It is professional misconduct for a lawyer to: 

(a) violate or attempt to violate the Rules of Professional Conduct, knowingly assist or induce another to do so, or do so through the acts of another; 

(b) commit a criminal act that reflects adversely on the lawyer’s honesty, trustworthiness or fitness as a lawyer in other respects; 

(c) engage in conduct involving dishonesty, fraud, deceit or misrepresentation; 

(d) engage in conduct that is prejudicial to the administration of justice; 

(e) state or imply an ability (1) to influence improperly a government agency or official or (2) to achieve results by means that violate the Rules of Professional Conduct or other law; 

(f) knowingly assist a judge or judicial officer in conduct that is a violation of applicable rules of judicial conduct or other law; 

(g) fail without good cause to cooperate with the Bar Counsel or the Board of Bar Overseers as provided in S.J.C. Rule 4:01, § 3 ; or 

(h) engage in any other conduct that adversely reflects on his or her fitness to practice law. 

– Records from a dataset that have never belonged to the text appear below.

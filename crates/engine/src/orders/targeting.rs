//! Targeters offered to the input system.
//!
//! The set is closed: an actor that transforms before obeying can be sent
//! to enter a dock or to move to a cell, nothing else.

use std::cmp::Reverse;

use airlift_domain::{OrderKind, Target, TargetModifiers, TargetType};

use super::{OrderState, TransformOrders};
use crate::infrastructure::ports::{ActivityPort, WorldServices};

#[derive(Debug, Clone, Copy, PartialEq, Eq, Hash)]
pub enum Targeter {
    Enter,
    Move,
}

impl Targeter {
    pub const fn kind(self) -> OrderKind {
        match self {
            Targeter::Enter => OrderKind::Enter,
            Targeter::Move => OrderKind::Move,
        }
    }

    pub const fn order_id(self) -> &'static str {
        self.kind().as_str()
    }

    pub const fn priority(self) -> i32 {
        self.kind().priority()
    }

    /// Holding force-queue appends the order instead of interrupting.
    pub fn is_queued(self, modifiers: TargetModifiers) -> bool {
        modifiers.contains(TargetModifiers::FORCE_QUEUE)
    }
}

/// A targeter that accepted a candidate target.
#[derive(Debug, Clone, PartialEq, Eq)]
pub struct TargetEvaluation {
    pub targeter: Targeter,
    pub cursor: String,
    pub queued: bool,
}

impl TargetEvaluation {
    pub fn priority(&self) -> i32 {
        self.targeter.priority()
    }
}

impl TransformOrders {
    /// Targeters on offer. Empty while the trait is disabled.
    pub fn targeters(&self) -> Vec<Targeter> {
        if !self.is_active() {
            return Vec::new();
        }
        vec![Targeter::Enter, Targeter::Move]
    }

    /// Evaluate one targeter against a candidate target.
    ///
    /// `None` means the targeter is not offered for this target.
    pub fn can_target(
        &self,
        targeter: Targeter,
        services: WorldServices<'_>,
        activity: &dyn ActivityPort,
        target: &Target,
        modifiers: TargetModifiers,
    ) -> Option<TargetEvaluation> {
        if !self.is_active() {
            return None;
        }
        let cursor = match targeter {
            Targeter::Enter => self.enter_cursor(services, target, modifiers)?,
            Targeter::Move => self.move_cursor(services, activity, target, modifiers)?,
        };
        Some(TargetEvaluation {
            targeter,
            cursor,
            queued: targeter.is_queued(modifiers),
        })
    }

    /// Every targeter that accepts the target, highest priority first.
    pub fn legal_targeters(
        &self,
        services: WorldServices<'_>,
        activity: &dyn ActivityPort,
        target: &Target,
        modifiers: TargetModifiers,
    ) -> Vec<TargetEvaluation> {
        let mut legal: Vec<_> = self
            .targeters()
            .into_iter()
            .filter_map(|t| self.can_target(t, services, activity, target, modifiers))
            .collect();
        legal.sort_by_key(|evaluation| Reverse(evaluation.priority()));
        legal
    }

    /// Whether the targeter should win over selecting the actor under the
    /// cursor.
    ///
    /// Move orders take priority over selecting someone else's actors, or own
    /// actors that are already selected. Otherwise only force-move overrides.
    pub fn target_overrides_selection(
        &self,
        targeter: Targeter,
        services: WorldServices<'_>,
        target: &Target,
        modifiers: TargetModifiers,
    ) -> bool {
        match targeter {
            Targeter::Enter => false,
            Targeter::Move => {
                if let Some(actor) = target.as_actor() {
                    if !services.world.same_owner(self.actor, actor.id)
                        || services.world.is_selected(actor.id)
                    {
                        return true;
                    }
                }
                modifiers.contains(TargetModifiers::FORCE_MOVE)
            }
        }
    }

    fn force_move_satisfied(&self, modifiers: TargetModifiers) -> bool {
        !self.config.requires_force_move || modifiers.contains(TargetModifiers::FORCE_MOVE)
    }

    fn enter_cursor(
        &self,
        services: WorldServices<'_>,
        target: &Target,
        modifiers: TargetModifiers,
    ) -> Option<String> {
        let dock = target.as_actor()?;
        if !self.force_move_satisfied(modifiers) || !self.config.can_dock_at(&dock.type_name) {
            return None;
        }
        if services.world.appears_hostile_to(self.actor, dock.id) {
            return None;
        }
        if !services.reservations.is_available_for(dock.id, self.actor) {
            return None;
        }
        Some(self.config.enter_cursor.to_string())
    }

    // The cursor is advisory: an unreachable cell still yields a Move order,
    // which resolution then drops.
    fn move_cursor(
        &self,
        services: WorldServices<'_>,
        activity: &dyn ActivityPort,
        target: &Target,
        modifiers: TargetModifiers,
    ) -> Option<String> {
        if target.target_type() != TargetType::Terrain || !self.force_move_satisfied(modifiers) {
            return None;
        }
        let cell = services.map.cell_containing(target.center_position()?);
        let blocked = || self.config.blocked_cursor.to_string();

        if !services.map.contains(cell) {
            return Some(blocked());
        }

        let in_flight = OrderState::observe(activity).in_flight_task().is_some();
        if !in_flight && !self.can_transform() {
            return Some(blocked());
        }
        if !self.config.move_into_shroud && !services.shroud.is_explored(cell) {
            return Some(blocked());
        }

        Some(
            services
                .map
                .terrain_cursor(cell)
                .unwrap_or_else(|| self.config.cursor.to_string()),
        )
    }
}
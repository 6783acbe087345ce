//! Order targets

use serde::{Deserialize, Serialize};
use std::fmt;

use crate::ids::ActorId;
use crate::value_objects::{CellPos, WorldPos};

/// Discriminant of a [`Target`], for quick checks without matching.
#[derive(Debug, Clone, Copy, PartialEq, Eq, Hash)]
pub enum TargetType {
    None,
    Terrain,
    Actor,
}

/// An actor as seen by the player issuing an order.
#[derive(Debug, Clone, PartialEq, Eq, Serialize, Deserialize)]
#[serde(rename_all = "camelCase")]
pub struct ActorRef {
    pub id: ActorId,
    /// Actor type name, matched against the dock allow-list
    pub type_name: String,
    pub position: WorldPos,
}

impl ActorRef {
    pub fn new(id: ActorId, type_name: impl Into<String>, position: WorldPos) -> Self {
        Self {
            id,
            type_name: type_name.into(),
            position,
        }
    }
}

/// What an order points at.
#[derive(Debug, Clone, PartialEq, Eq, Default, Serialize, Deserialize)]
#[serde(rename_all = "camelCase", tag = "type")]
pub enum Target {
    #[default]
    None,
    Terrain {
        cell: CellPos,
        position: WorldPos,
    },
    Actor(ActorRef),
}

impl Target {
    pub fn terrain(cell: CellPos, position: WorldPos) -> Self {
        Self::Terrain { cell, position }
    }

    pub fn actor(actor: ActorRef) -> Self {
        Self::Actor(actor)
    }

    pub fn target_type(&self) -> TargetType {
        match self {
            Target::None => TargetType::None,
            Target::Terrain { .. } => TargetType::Terrain,
            Target::Actor(_) => TargetType::Actor,
        }
    }

    /// World position the target is centered on. `None` for an empty target.
    pub fn center_position(&self) -> Option<WorldPos> {
        match self {
            Target::None => None,
            Target::Terrain { position, .. } => Some(*position),
            Target::Actor(actor) => Some(actor.position),
        }
    }

    pub fn as_actor(&self) -> Option<&ActorRef> {
        match self {
            Target::Actor(actor) => Some(actor),
            _ => None,
        }
    }

    pub fn is_none(&self) -> bool {
        matches!(self, Target::None)
    }
}

impl fmt::Display for Target {
    fn fmt(&self, f: &mut fmt::Formatter<'_>) -> fmt::Result {
        match self {
            Target::None => write!(f, "none"),
            Target::Terrain { cell, .. } => write!(f, "terrain {}", cell),
            Target::Actor(actor) => write!(f, "actor {} ({})", actor.type_name, actor.id),
        }
    }
}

Adopted March 26, 2015, effective July 1, 2015.


[1] Lawyers are subject to discipline when they violate or attempt to violate the Rules of Professional Conduct, knowingly assist or induce another to do so or do so through the acts of another, as when they request or instruct an agent to do so on the lawyer’s behalf. Paragraph (a), however, does not prohibit a lawyer from advising a client concerning action the client is legally entitled to take. 

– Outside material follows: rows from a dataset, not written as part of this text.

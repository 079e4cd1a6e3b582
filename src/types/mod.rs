pub mod article;
pub mod error;
pub mod explorer;

pub use article::{Article, ArticleResponse, HashRequest, HashResponse, ReaderQuery};
pub use error::{BlogError, ClientError, ExplorerError, WalletError};
pub use explorer::{ExplorerResponse, ExplorerResult, ExplorerTransaction};
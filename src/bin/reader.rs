//! Terminal reader: prints the preview, pays with a local key, prints the
//! unlocked article.

use clap::Parser;
use ethers::types::{Address, U256};
use paywall_blog::{
    client::{
        session::{DEFAULT_PRICE_WEI, MISSING_FULL_POST},
        ArticleApi, LocalKeyWallet, PaymentOutcome, ReaderConfig, ReaderSession,
    },
    config::DEFAULT_PAYMENT_ADDRESS,
};
use std::time::Duration;
use tracing::info;
use tracing_subscriber::{layer::SubscriberExt, util::SubscriberInitExt};

#[derive(Parser, Debug)]
#[command(name = "reader", about = "Pay for and read the article")]
struct Cli {
    /// Article service base URL.
    #[arg(long, env = "ARTICLE_SERVICE_URL", default_value = "http://localhost:3001")]
    server_url: String,

    /// JSON-RPC endpoint used to send the payment.
    #[arg(long, env = "RPC_URL", default_value = "http://localhost:8545")]
    rpc_url: String,

    /// Hex private key of the paying account.
    #[arg(long, env = "READER_PRIVATE_KEY", hide_env_values = true)]
    private_key: Option<String>,

    #[arg(long, env = "PAYMENT_ADDRESS", default_value = DEFAULT_PAYMENT_ADDRESS)]
    payment_address: String,

    /// Price in wei.
    #[arg(long, env = "PRICE_WEI", default_value_t = DEFAULT_PRICE_WEI)]
    price_wei: u64,

    /// Seconds to wait after confirmation before asking for the article again.
    #[arg(long, env = "CONFIRMATION_DELAY_SECS", default_value_t = 15)]
    confirmation_delay_secs: u64,

    /// Stop after printing the preview.
    #[arg(long)]
    preview_only: bool,
}

#[tokio::main]
async fn main() -> anyhow::Result<()> {
    // .env may carry RUST_LOG, so it is loaded before the filter is built
    dotenvy::dotenv().ok();

    tracing_subscriber::registry()
        .with(
            tracing_subscriber::EnvFilter::try_from_default_env()
                .unwrap_or_else(|_| "paywall_blog=info,reader=info".into()),
        )
        .with(tracing_subscriber::fmt::layer())
        .init();

    let cli = Cli::parse();

    let api = ArticleApi::new(&cli.server_url);
    let preview = api.fetch_article(None).await?;
    println!("Preview: {}\n\n{}\n", preview.title, preview.preview);

    if cli.preview_only {
        return Ok(());
    }

    let private_key = cli.private_key.ok_or_else(|| {
        anyhow::anyhow!("a private key is required to pay (--private-key or READER_PRIVATE_KEY)")
    })?;
    let wallet = LocalKeyWallet::connect(&cli.rpc_url, &private_key).await?;

    let payment_address: Address = cli
        .payment_address
        .parse()
        .map_err(|_| anyhow::anyhow!("invalid payment address {:?}", cli.payment_address))?;

    let config = ReaderConfig {
        payment_address,
        price: U256::from(cli.price_wei),
        confirmation_delay: Duration::from_secs(cli.confirmation_delay_secs),
    };

    let mut session = ReaderSession::new(api, wallet, config);
    session.load().await?;
    let address = session
        .connect()
        .await?
        .ok_or_else(|| anyhow::anyhow!("wallet exposed no accounts"))?;
    info!("Connected as {}", address);

    match session.pay().await? {
        PaymentOutcome::AlreadyPaid => info!("Payment found from an earlier session"),
        PaymentOutcome::Unlocked { tx_hash } => info!("Unlocked by transaction {:?}", tx_hash),
        PaymentOutcome::Pending { tx_hash } => {
            println!(
                "Transaction {:?} is confirmed but not indexed yet; run again shortly.",
                tx_hash
            );
            return Ok(());
        }
    }

    let title = session.page_title().unwrap_or_default();
    let content = session.content().unwrap_or(MISSING_FULL_POST);
    println!("{}\n\n{}", title, content);

    Ok(())
}
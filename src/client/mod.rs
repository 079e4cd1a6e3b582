//! Reader side of the paywall: talks to the article service and drives a
//! wallet through connect, sign, and pay.

pub mod api;
pub mod session;
pub mod wallet;

pub use api::{ArticleApi, ReaderCredentials};
pub use session::{PaymentOutcome, ReaderConfig, ReaderSession, ReaderState};
pub use wallet::{LocalKeyWallet, PaymentRequest, Wallet};
use axum::{
    http::{header, HeaderValue, Method},
    Router,
};
use tower_http::cors::{Any, CorsLayer};
use tracing::warn;

/// Allows the reader page, usually served from another origin, to call the
/// service. A `*` entry opens it to every origin.
pub fn apply_cors(router: Router, allowed_origins: &[String]) -> Router {
    let layer = CorsLayer::new()
        .allow_methods([Method::GET, Method::POST])
        .allow_headers([header::CONTENT_TYPE]);

    let layer = if allowed_origins.iter().any(|o| o == "*") {
        layer.allow_origin(Any)
    } else {
        let origins: Vec<HeaderValue> = allowed_origins
            .iter()
            .filter_map(|origin| match origin.parse::<HeaderValue>() {
                Ok(value) => Some(value),
                Err(_) => {
                    warn!("Ignoring invalid CORS origin {:?}", origin);
                    None
                }
            })
            .collect();
        layer.allow_origin(origins)
    };

    router.layer(layer)
}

[2] Many kinds of illegal conduct reflect adversely on fitness to practice law, such as offenses involving fraud and the offense of willful failure to file an income tax return. However, some kinds of offenses carry no such implication. Traditionally, the distinction was drawn in terms of offenses involving “moral turpitude.” That concept can be construed to include offenses concerning some matters of personal morality, such as adultery and comparable offenses, that have no specific connection to fitness for the practice of law. Although a lawyer is personally answerable to the entire criminal law, a lawyer should be professionally answerable only for offenses that indicate lack of those characteristics relevant to law practice. Offenses involving violence, dishonesty, breach of trust, or serious interference with the administration of justice are in that category. A pattern of repeated offenses, even ones of minor significance when considered separately, can indicate indifference to legal obligation. 

[3] [Reserved] 

[4] A lawyer may refuse to comply with an obligation imposed by law upon a good faith belief that no valid obligation exists. The provisions of Rule 1.2(d) concerning a good faith challenge to the validity, scope, meaning or application of the law apply to challenges of legal regulation of the practice of law. 

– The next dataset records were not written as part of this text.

pub mod ledger;

pub use ledger::PaidLedger;

use crate::{
    explorer::{find_matching_payment, TransactionSource},
    types::Article,
    utils::payment_hash,
};
use ethers::types::{Address, U256};
use std::sync::Arc;
use tracing::{debug, info, warn};

/// Shared state behind every handler.
#[derive(Clone)]
pub struct AppState {
    article: Arc<Article>,
    payment_address: Address,
    min_payment: U256,
    ledger: PaidLedger,
    explorer: Arc<dyn TransactionSource>,
}

impl AppState {
    pub fn new(article: Article, payment_address: Address, explorer: impl TransactionSource) -> Self {
        Self {
            article: Arc::new(article),
            payment_address,
            min_payment: U256::zero(),
            ledger: PaidLedger::new(),
            explorer: Arc::new(explorer),
        }
    }

    /// Payments below `min_payment` wei do not unlock the article.
    pub fn with_min_payment(mut self, min_payment: U256) -> Self {
        self.min_payment = min_payment;
        self
    }

    pub fn article(&self) -> &Article {
        &self.article
    }

    pub fn ledger(&self) -> &PaidLedger {
        &self.ledger
    }

    pub fn payment_hash_for(&self, address: &str) -> String {
        payment_hash(self.article.id, address)
    }

    /// Whether `address` has paid for the article.
    ///
    /// Explorer failures count as "not paid yet" and are only logged.
    pub async fn has_paid(&self, address: &str) -> bool {
        let post_id = self.article.id;

        if let Some(tx_hash) = self.ledger.payment_for(post_id, address).await {
            debug!("Payment for {} already recorded in {}", address, tx_hash);
            return true;
        }

        let expected = self.payment_hash_for(address);
        let transactions = match self.explorer.incoming_transactions(self.payment_address).await {
            Ok(transactions) => transactions,
            Err(e) => {
                warn!("Explorer lookup failed, serving preview to {}: {}", address, e);
                return false;
            }
        };

        match find_matching_payment(&transactions, address, &expected, self.min_payment) {
            Some(tx) => {
                info!("Found payment from {} in transaction {}", address, tx.hash);
                self.ledger.record(post_id, address, &tx.hash).await;
                true
            }
            None => {
                debug!("No payment from {} with data {} yet", address, expected);
                false
            }
        }
    }
}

[5] Lawyers holding public office assume legal responsibilities going beyond those of other citizens. A lawyer’s abuse of public office can suggest an inability to fulfill the professional role of lawyers. The same is true of abuse of positions of private trust such as trustee, executor, administrator, guardian, agent and officer, director or manager of a corporation or other organization. 

[6] Paragraph (e) prohibits the acceptance of referrals from a referral source, such as court or agency personnel, if the lawyer states or implies, or the client could reasonably infer, that the lawyer has an ability to influence the court or agency improperly. 

[7] Paragraph (h) prohibits conduct that adversely reflects on a lawyer's fitness to practice law, even if the conduct does not constitute a criminal, dishonest, fraudulent, or other act specifically described in the other paragraphs of this Rule.